Wheeler: Wann denkst du wird das Bernabéu fertig? Verlaufen die Baumaßnahmen plangemäß? Wird es eine weiter Kostenexplosion geben? Und: Kommen kurzfristig Spieler aus der Ukraine bei Real „unter“ oder ist da nichts dergleichen geplant?

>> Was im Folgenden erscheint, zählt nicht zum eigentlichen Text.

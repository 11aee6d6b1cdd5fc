use axum::{
    extract::rejection::JsonRejection,
    http::StatusCode,
    response::{IntoResponse, Response},
    Json,
};
use serde::Serialize;
use thiserror::Error;

use crate::export::ExportError;
use crate::jobs::QueueError;

/// JSON body for failed requests
#[derive(Debug, Serialize)]
pub struct ErrorResponse {
    pub error: String,
    #[serde(skip_serializing_if = "Option::is_none")]
    pub details: Option<String>,
}

impl ErrorResponse {
    pub fn new(error: impl Into<String>) -> Self {
        Self {
            error: error.into(),
            details: None,
        }
    }

    pub fn with_details(error: impl Into<String>, details: impl Into<String>) -> Self {
        Self {
            error: error.into(),
            details: Some(details.into()),
        }
    }
}

#[derive(Debug, Error)]
pub enum ApiError {
    #[error("Bad request: {0}")]
    BadRequest(String),

    #[error(transparent)]
    Queue(#[from] QueueError),

    #[error(transparent)]
    Export(#[from] ExportError),
}

impl From<JsonRejection> for ApiError {
    fn from(rejection: JsonRejection) -> Self {
        ApiError::BadRequest(rejection.body_text())
    }
}

impl IntoResponse for ApiError {
    fn into_response(self) -> Response {
        let (status, body) = match &self {
            ApiError::BadRequest(msg) => {
                tracing::warn!("Bad request: {}", msg);
                (StatusCode::BAD_REQUEST, ErrorResponse::with_details("Bad request", msg.clone()))
            }
            ApiError::Queue(e) => {
                tracing::error!("Job queue unavailable: {}", e);
                (StatusCode::SERVICE_UNAVAILABLE, ErrorResponse::new(e.to_string()))
            }
            // Missing export backends answer with a payload, not a failed request
            ApiError::Export(e @ ExportError::Unavailable(_)) => {
                tracing::info!("{}", e);
                (StatusCode::OK, ErrorResponse::new(e.to_string()))
            }
            ApiError::Export(e) => {
                tracing::error!("Export failed: {}", e);
                (StatusCode::INTERNAL_SERVER_ERROR, ErrorResponse::new(e.to_string()))
            }
        };

        (status, Json(body)).into_response()
    }
}
//! Index arithmetic for windows that are symmetric around their center.

use crate::ext::FromUsize;

/// Position of the axis of symmetry of a window spanning `n_of_samples` samples,
/// i.e. `(N - 1) / 2`.
///
/// The subtraction happens in floating point, so an empty window yields `-0.5`
/// instead of underflowing.
#[must_use]
pub fn center(n_of_samples: usize) -> f64 {
	(f64::from_usize(n_of_samples) - 1.) / 2.
}

/// Index on the opposite side of the axis of symmetry.
///
/// # Panics
/// - if `index >= n_of_samples` (debug builds only, via the subtraction overflow check).
#[must_use]
pub const fn mirrored(index: usize, n_of_samples: usize) -> usize {
	n_of_samples - 1 - index
}

/// Fold an index onto the left half of the window, so that
/// `fold_left(i, n) == fold_left(mirrored(i, n), n)`.
#[must_use]
pub const fn fold_left(index: usize, n_of_samples: usize) -> usize {
	let other = mirrored(index, n_of_samples);
	if index < other {
		index
	} else {
		other
	}
}

#[cfg(test)]
mod tests {
	use super::*;

	#[test]
	fn test_center() {
		assert!((center(5) - 2.).abs() < f64::EPSILON);
		assert!((center(4) - 1.5).abs() < f64::EPSILON);
		assert!(center(1).abs() < f64::EPSILON);
		assert!((center(0) + 0.5).abs() < f64::EPSILON);
	}

	#[test]
	fn test_mirrored() {
		assert_eq!(mirrored(0, 5), 4);
		assert_eq!(mirrored(2, 5), 2);
		assert_eq!(mirrored(1, 4), 2);
		assert_eq!(mirrored(0, 1), 0);
	}

	#[test]
	fn test_fold_left() {
		for n in 1..20 {
			for i in 0..n {
				let folded = fold_left(i, n);
				assert!(folded <= i);
				assert!(folded * 2 < n);
				assert_eq!(folded, fold_left(mirrored(i, n), n));
			}
		}
	}
}
use std::f64::consts::TAU;

use math_utils::{
	ext::{FromUsize, TruncToUsize},
	symmetry,
};

use crate::{num_complex::Complex64, WindowingFn};

use super::{HannWindow, RectangularWindow};

/// Tukey (tapered cosine) window: a flat center with raised-cosine edges.
///
/// α is the fraction of the window covered by the taper. α = 0.5 leaves the
/// central half flat, α ≤ 0 degenerates to a [`RectangularWindow`] and α ≥ 1
/// to a [`HannWindow`]. No other validation takes place.
#[derive(Debug, Clone, Copy, PartialEq)]
pub struct TukeyWindow {
	alpha: f64,
}

enum TukeyShape {
	Rectangular,
	Hann,
	Tapered,
}

/// Left taper of a window spanning a given number of samples.
struct Taper {
	alpha_l: f64,
	width: usize,
}

impl Taper {
	fn new(alpha: f64, n_of_samples: usize) -> Self {
		let alpha_l = alpha * (f64::from_usize(n_of_samples) - 1.);
		Self {
			alpha_l,
			width: ((0.5 * alpha_l).trunc_usize() + 1).min(n_of_samples),
		}
	}

	fn ratio_at(&self, index: usize) -> f64 {
		0.5 * (1. - f64::cos(TAU * f64::from_usize(index) / self.alpha_l))
	}
}

impl TukeyWindow {
	#[must_use]
	pub fn new(alpha: f64) -> Self {
		Self { alpha }
	}

	#[must_use]
	pub fn alpha(&self) -> f64 {
		self.alpha
	}

	fn shape(&self) -> TukeyShape {
		if self.alpha <= 0. {
			TukeyShape::Rectangular
		} else if self.alpha >= 1. {
			TukeyShape::Hann
		} else {
			TukeyShape::Tapered
		}
	}

	/// Same as `shape`, reporting the degenerate cases. Called once per sequence.
	fn traced_shape(&self) -> TukeyShape {
		let shape = self.shape();
		match shape {
			TukeyShape::Rectangular => {
				tracing::trace!(alpha = self.alpha, "tukey window degenerates to rectangular");
			}
			TukeyShape::Hann => {
				tracing::trace!(alpha = self.alpha, "tukey window degenerates to hann");
			}
			TukeyShape::Tapered => {}
		}
		shape
	}
}

impl WindowingFn for TukeyWindow {
	fn ratio_at(&self, index: usize, n_of_samples: usize) -> f64 {
		match self.shape() {
			TukeyShape::Rectangular => RectangularWindow.ratio_at(index, n_of_samples),
			TukeyShape::Hann => HannWindow.ratio_at(index, n_of_samples),
			TukeyShape::Tapered => {
				let taper = Taper::new(self.alpha, n_of_samples);
				let index = symmetry::fold_left(index, n_of_samples);
				if index < taper.width {
					taper.ratio_at(index)
				} else {
					1.
				}
			}
		}
	}

	/// Only the two tapers are visited, each weight is computed once and
	/// applied to both mirrored samples, left one first.
	fn apply<'a>(&self, seq: &'a mut [f64]) -> &'a mut [f64] {
		match self.traced_shape() {
			TukeyShape::Rectangular => RectangularWindow.apply(seq),
			TukeyShape::Hann => HannWindow.apply(seq),
			TukeyShape::Tapered if seq.is_empty() => seq,
			TukeyShape::Tapered => {
				let n_of_samples = seq.len();
				let taper = Taper::new(self.alpha, n_of_samples);
				for i in 0..taper.width {
					let w = taper.ratio_at(i);
					seq[i] *= w;
					seq[symmetry::mirrored(i, n_of_samples)] *= w;
				}
				seq
			}
		}
	}

	fn apply_complex<'a>(&self, seq: &'a mut [Complex64]) -> &'a mut [Complex64] {
		match self.traced_shape() {
			TukeyShape::Rectangular => RectangularWindow.apply_complex(seq),
			TukeyShape::Hann => HannWindow.apply_complex(seq),
			TukeyShape::Tapered if seq.is_empty() => seq,
			TukeyShape::Tapered => {
				let n_of_samples = seq.len();
				let taper = Taper::new(self.alpha, n_of_samples);
				for i in 0..taper.width {
					let w = taper.ratio_at(i);
					seq[i] = seq[i].scale(w);
					let j = symmetry::mirrored(i, n_of_samples);
					seq[j] = seq[j].scale(w);
				}
				seq
			}
		}
	}
}
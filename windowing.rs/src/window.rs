use crate::{
	num_complex::Complex64,
	windowing_fns::{GaussianWindow, TukeyWindow},
	WindowError, WindowValues, WindowingFn,
};

/// Any of the adjustable windows, or precomputed weights.
#[derive(Debug, Clone, PartialEq)]
pub enum Window {
	Gaussian(GaussianWindow),
	Tukey(TukeyWindow),
	Values(WindowValues),
}

impl Window {
	/// # Errors
	/// - [`WindowError::LengthMismatch`] from the [`Window::Values`] variant, see [`WindowValues::apply`].
	pub fn apply<'a>(&self, seq: &'a mut [f64]) -> Result<&'a mut [f64], WindowError> {
		match self {
			Self::Gaussian(window) => Ok(window.apply(seq)),
			Self::Tukey(window) => Ok(window.apply(seq)),
			Self::Values(values) => values.apply(seq),
		}
	}

	/// # Errors
	/// - [`WindowError::LengthMismatch`] from the [`Window::Values`] variant, see [`WindowValues::apply_complex`].
	pub fn apply_complex<'a>(
		&self,
		seq: &'a mut [Complex64],
	) -> Result<&'a mut [Complex64], WindowError> {
		match self {
			Self::Gaussian(window) => Ok(window.apply_complex(seq)),
			Self::Tukey(window) => Ok(window.apply_complex(seq)),
			Self::Values(values) => values.apply_complex(seq),
		}
	}

	/// Weights for sequences of `n_of_samples` samples.
	///
	/// The [`Window::Values`] variant is already materialized and is cloned,
	/// the identity is valid for any length.
	///
	/// # Errors
	/// - [`WindowError::LengthMismatch`] if the [`Window::Values`] variant holds weights
	///   for a different number of samples.
	pub fn to_values(&self, n_of_samples: usize) -> Result<WindowValues, WindowError> {
		match self {
			Self::Gaussian(window) => Ok(WindowValues::new(window, n_of_samples)),
			Self::Tukey(window) => Ok(WindowValues::new(window, n_of_samples)),
			Self::Values(values) => {
				values.weights_for(n_of_samples)?;
				Ok(values.clone())
			}
		}
	}
}

impl From<GaussianWindow> for Window {
	fn from(window: GaussianWindow) -> Self {
		Self::Gaussian(window)
	}
}

impl From<TukeyWindow> for Window {
	fn from(window: TukeyWindow) -> Self {
		Self::Tukey(window)
	}
}

impl From<WindowValues> for Window {
	fn from(values: WindowValues) -> Self {
		Self::Values(values)
	}
}

#[cfg(test)]
mod tests {
	use super::*;

	#[test]
	fn test_dispatch_matches_direct_application() {
		let mut direct = [0.5, 1., -2., 4., 8., 1.5, -0.25];
		let mut dispatched = direct;
		GaussianWindow::new(0.6).apply(&mut direct);
		Window::from(GaussianWindow::new(0.6))
			.apply(&mut dispatched)
			.unwrap();
		assert_eq!(direct, dispatched);

		let mut direct = [Complex64::new(1., -1.); 7];
		let mut dispatched = direct;
		TukeyWindow::new(0.4).apply_complex(&mut direct);
		Window::from(TukeyWindow::new(0.4))
			.apply_complex(&mut dispatched)
			.unwrap();
		assert_eq!(direct, dispatched);
	}

	#[test]
	fn test_values_variant() {
		let window = Window::from(TukeyWindow::new(0.5));
		let values = Window::from(window.to_values(5).unwrap());

		let mut seq = [1.; 5];
		assert_eq!(values.apply(&mut seq), Ok(&mut [0., 1., 1., 1., 0.][..]));
		assert_eq!(values.to_values(5), window.to_values(5));

		assert_eq!(
			values.apply(&mut [1.; 4]),
			Err(WindowError::LengthMismatch {
				weights: 5,
				samples: 4
			})
		);
		assert!(Window::from(WindowValues::identity())
			.apply_complex(&mut [Complex64::new(3., 4.); 2])
			.is_ok());
	}

	#[test]
	fn test_to_values_honours_the_requested_length() {
		let window = Window::from(TukeyWindow::new(0.5));
		let materialized = window.to_values(12).unwrap();
		assert_eq!(materialized.weights().map(<[f64]>::len), Some(12));

		let values = Window::from(window.to_values(5).unwrap());
		assert_eq!(
			values.to_values(12),
			Err(WindowError::LengthMismatch {
				weights: 5,
				samples: 12
			})
		);

		assert_eq!(
			Window::from(WindowValues::identity()).to_values(12),
			Ok(WindowValues::identity())
		);
	}
}
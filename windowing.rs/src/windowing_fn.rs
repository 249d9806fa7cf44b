use crate::num_complex::Complex64;

/// A window shape that can be evaluated one position at a time and applied
/// in place to real and complex sequences.
///
/// Implementors only need [`WindowingFn::ratio_at`]; the provided `apply*`
/// methods multiply every sample by its weight. Windows that can do better
/// (e.g. by exploiting symmetry) override them.
pub trait WindowingFn {
	/// Weight of the sample at `index` in a window spanning `n_of_samples` samples.
	fn ratio_at(&self, index: usize, n_of_samples: usize) -> f64;

	/// Multiply every sample by its weight, in place, returning the same slice.
	fn apply<'a>(&self, seq: &'a mut [f64]) -> &'a mut [f64] {
		let n_of_samples = seq.len();
		for (i, sample) in seq.iter_mut().enumerate() {
			*sample *= self.ratio_at(i, n_of_samples);
		}
		seq
	}

	/// Scale both parts of every sample by its (real) weight, in place,
	/// returning the same slice. The phase of each sample is preserved.
	fn apply_complex<'a>(&self, seq: &'a mut [Complex64]) -> &'a mut [Complex64] {
		let n_of_samples = seq.len();
		for (i, sample) in seq.iter_mut().enumerate() {
			*sample = sample.scale(self.ratio_at(i, n_of_samples));
		}
		seq
	}
}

Ich bin davon überzeugt, dass Bau-Experte Forentino Pérez und Co. ziemlich genau wissen, was sie tun. Sicher: Dass der Umbau 225 Millionen Euro teurer sein würde als erwartet, ist nicht optimal. 96,7 Prozent der „Socios representantes“ stimmten der Krediterhöhung des 800-Millionen-Euro-Projektes während der Jahreshauptversammlung 2021 allerdings zu, was den Rückhalt des Umbaus im Madridismo unterstreicht. Ich gehe davon aus, dass Ende 2022/Anfang 2023 zumindest die Maßnahmen im und am Stadion selbst erledigt sein werden. Feinarbeiten rund um das Stadion werden sicherlich erst im Frühjahr 2023 abgeschlossen sein, wie die MARCA jüngst berichtete.
Was ukrainische Spieler bei Real betrifft, gehe ich davon aus, dass neben Lunin kein weiterer Spieler verpflichtet wird. Ich kann mir aber durchaus vorstellen, dass es im Sinne der Werte des Klubs weitere Benefizaktionen geben wird.